Items from a data source
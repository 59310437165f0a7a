//! HTTP route handlers.
//!
//! # Route Structure
//!
//! ```text
//! GET  /health                  - Health check
//!
//! # Catalog
//! GET  /products                - Product listing (?category= filter)
//! GET  /products/{id}           - Product detail
//!
//! # Cart
//! GET  /cart                    - Resolved cart view
//! POST /cart/add                - Add a product (quantity defaults to 1)
//! POST /cart/remove             - Remove a product (idempotent)
//!
//! # Checkout
//! POST /checkout                - Place an order from the cart
//!
//! # Auth
//! POST /auth/register           - Create an account
//! POST /auth/login              - Log in
//! POST /auth/logout             - Log out
//!
//! # Admin (requires admin login)
//! GET    /admin/products        - List all products
//! POST   /admin/products        - Create a product
//! GET    /admin/products/{id}   - Fetch one product
//! PUT    /admin/products/{id}   - Fully replace a product
//! DELETE /admin/products/{id}   - Delete a product
//! POST   /admin/import          - Upload and import a product feed
//! ```

pub mod admin;
pub mod auth;
pub mod cart;
pub mod checkout;
pub mod products;

use axum::{
    Router,
    routing::{get, post},
};

use crate::state::AppState;

/// Create the storefront routes router.
pub fn storefront_routes() -> Router<AppState> {
    Router::new()
        .route("/health", get(health))
        .route("/products", get(products::list))
        .route("/products/{id}", get(products::detail))
        .route("/cart", get(cart::view))
        .route("/cart/add", post(cart::add))
        .route("/cart/remove", post(cart::remove))
        .route("/checkout", post(checkout::place_order))
}

/// Create the auth routes router.
pub fn auth_routes() -> Router<AppState> {
    Router::new()
        .route("/register", post(auth::register))
        .route("/login", post(auth::login))
        .route("/logout", post(auth::logout))
}

/// Create the admin routes router.
pub fn admin_routes() -> Router<AppState> {
    Router::new()
        .route(
            "/products",
            get(admin::list_products).post(admin::create_product),
        )
        .route(
            "/products/{id}",
            get(admin::get_product)
                .put(admin::update_product)
                .delete(admin::delete_product),
        )
        .route("/import", post(admin::import_feed))
}

/// Assemble the full application router (without layers).
pub fn router() -> Router<AppState> {
    storefront_routes()
        .nest("/auth", auth_routes())
        .nest("/admin", admin_routes())
}

/// Health check endpoint.
async fn health() -> &'static str {
    "ok"
}
//! Stock code (SKU) type.

use core::fmt;

use serde::{Deserialize, Serialize};

/// Errors that can occur when parsing a [`StockCode`].
#[derive(thiserror::Error, Debug, Clone)]
pub enum StockCodeError {
    /// The input string is empty (or only whitespace).
    #[error("stock code cannot be empty")]
    Empty,
    /// The input string is too long.
    #[error("stock code must be at most {max} characters")]
    TooLong {
        /// Maximum allowed length.
        max: usize,
    },
}

/// An externally meaningful, unique product identifier (SKU).
///
/// Stock codes come from supplier feeds and admin forms, so parsing trims
/// surrounding whitespace. Uniqueness is enforced by the database, not here.
#[derive(Debug, Clone, Serialize, Deserialize, PartialEq, Eq, Hash)]
#[serde(transparent)]
pub struct StockCode(String);

impl StockCode {
    /// Maximum length of a stock code.
    pub const MAX_LENGTH: usize = 64;

    /// Parse a `StockCode` from a string, trimming surrounding whitespace.
    ///
    /// # Errors
    ///
    /// Returns an error if the trimmed input is empty or longer than
    /// [`Self::MAX_LENGTH`] characters.
    pub fn parse(s: &str) -> Result<Self, StockCodeError> {
        let trimmed = s.trim();

        if trimmed.is_empty() {
            return Err(StockCodeError::Empty);
        }

        if trimmed.len() > Self::MAX_LENGTH {
            return Err(StockCodeError::TooLong {
                max: Self::MAX_LENGTH,
            });
        }

        Ok(Self(trimmed.to_owned()))
    }

    /// Returns the stock code as a string slice.
    #[must_use]
    pub fn as_str(&self) -> &str {
        &self.0
    }

    /// Consumes the `StockCode` and returns its inner string.
    #[must_use]
    pub fn into_inner(self) -> String {
        self.0
    }
}

impl fmt::Display for StockCode {
    fn fmt(&self, f: &mut fmt::Formatter<'_>) -> fmt::Result {
        write!(f, "{}", self.0)
    }
}

impl std::str::FromStr for StockCode {
    type Err = StockCodeError;

    fn from_str(s: &str) -> Result<Self, Self::Err> {
        Self::parse(s)
    }
}

impl AsRef<str> for StockCode {
    fn as_ref(&self) -> &str {
        &self.0
    }
}

#[cfg(test)]
mod tests {
    use super::*;

    #[test]
    fn test_parse_trims_whitespace() {
        let code = StockCode::parse("  NAIL-001 ").expect("valid code");
        assert_eq!(code.as_str(), "NAIL-001");
    }

    #[test]
    fn test_empty_rejected() {
        assert!(matches!(StockCode::parse(""), Err(StockCodeError::Empty)));
        assert!(matches!(StockCode::parse("   "), Err(StockCodeError::Empty)));
    }

    #[test]
    fn test_too_long_rejected() {
        let long = "x".repeat(65);
        assert!(matches!(
            StockCode::parse(&long),
            Err(StockCodeError::TooLong { .. })
        ));
    }
}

Try it
Only the lines above from the one with "pub fn router()" up to and including the one with "pub const MAX_LENGTH: usize = 64;" should be repeated, exactly as written.

Answer space
pub fn router() -> Router<AppState> {
    storefront_routes()
        .nest("/auth", auth_routes())
        .nest("/admin", admin_routes())
}

/// Health check endpoint.
async fn health() -> &'static str {
    "ok"
}
//! Stock code (SKU) type.

use core::fmt;

use serde::{Deserialize, Serialize};

/// Errors that can occur when parsing a [`StockCode`].
#[derive(thiserror::Error, Debug, Clone)]
pub enum StockCodeError {
    /// The input string is empty (or only whitespace).
    #[error("stock code cannot be empty")]
    Empty,
    /// The input string is too long.
    #[error("stock code must be at most {max} characters")]
    TooLong {
        /// Maximum allowed length.
        max: usize,
    },
}

/// An externally meaningful, unique product identifier (SKU).
///
/// Stock codes come from supplier feeds and admin forms, so parsing trims
/// surrounding whitespace. Uniqueness is enforced by the database, not here.
#[derive(Debug, Clone, Serialize, Deserialize, PartialEq, Eq, Hash)]
#[serde(transparent)]
pub struct StockCode(String);

impl StockCode {
    /// Maximum length of a stock code.
    pub const MAX_LENGTH: usize = 64;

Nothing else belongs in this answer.